+++ SUPPLIED RECORDS +++

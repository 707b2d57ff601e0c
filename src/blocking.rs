//! Synchronous fetcher.
//!
//! [`Fetcher`] owns a multi-threaded tokio runtime and blocks the calling
//! thread for the whole of each fetch. Idle pooled connections stay driven
//! by the runtime's workers between calls, so a connection closed by the
//! peer is noticed before it is reused.
//!
//! Do not call it from inside an async context; blocking on the runtime
//! there panics.

use crate::base::neterror::FetchError;
use crate::cookies::jar::CookieJar;
use crate::fetcher::{self, FetchOptions, FetcherBuilder, FetcherConfig};
use crate::http::requestbody::Payload;
use crate::http::response::Response;
use crate::http::streamfactory::HttpStream;
use crate::socket::pool::ConnectionPool;
use std::sync::Arc;
use tokio::runtime::{Builder, Runtime};

/// Blocking wrapper around [`fetcher::Fetcher`].
#[derive(Debug)]
pub struct Fetcher {
    inner: fetcher::Fetcher,
    runtime: Runtime,
}

impl Fetcher {
    pub fn builder() -> FetcherBuilder {
        FetcherBuilder::new()
    }

    /// Wrap an async fetcher with a fresh runtime.
    pub fn new(inner: fetcher::Fetcher) -> Result<Self, FetchError> {
        let runtime = Builder::new_multi_thread()
            .worker_threads(2)
            .thread_name("fetchnet-blocking")
            .enable_all()
            .build()
            .map_err(|e| FetchError::Io {
                message: format!("runtime: {e}"),
            })?;
        Ok(Self { inner, runtime })
    }

    pub fn fetch(&self, path: &str, options: FetchOptions) -> Result<Response, FetchError> {
        self.runtime.block_on(self.inner.fetch(path, options))
    }

    pub fn get(&self, path: &str) -> Result<Response, FetchError> {
        self.fetch(path, FetchOptions::new())
    }

    pub fn post(&self, path: &str, payload: impl Into<Payload>) -> Result<Response, FetchError> {
        self.fetch(path, FetchOptions::new().payload(payload))
    }

    pub fn get_cookie(&self, name: &str) -> Option<String> {
        self.inner.get_cookie(name)
    }

    pub fn get_cookie_or(&self, name: &str, default: &str) -> String {
        self.inner.get_cookie_or(name, default)
    }

    pub fn cookie_jar(&self) -> &Arc<CookieJar> {
        self.inner.cookie_jar()
    }

    pub fn pool(&self) -> &Arc<ConnectionPool<HttpStream>> {
        self.inner.pool()
    }

    pub fn config(&self) -> &FetcherConfig {
        self.inner.config()
    }

    /// The async fetcher behind this one; it shares pool and jar.
    pub fn as_async(&self) -> &fetcher::Fetcher {
        &self.inner
    }
}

+++

■ ABOUT THIS TASK
The lines from the top of the data above down to the line containing "connections stay driven" are to be copied exactly; no other line should appear.

■ OUTPUT OF THE EXERCISE
repository 707b2d57ff601e0c
filename src/blocking.rs
//! Synchronous fetcher.
//!
//! [`Fetcher`] owns a multi-threaded tokio runtime and blocks the calling
//! thread for the whole of each fetch. Idle pooled connections stay driven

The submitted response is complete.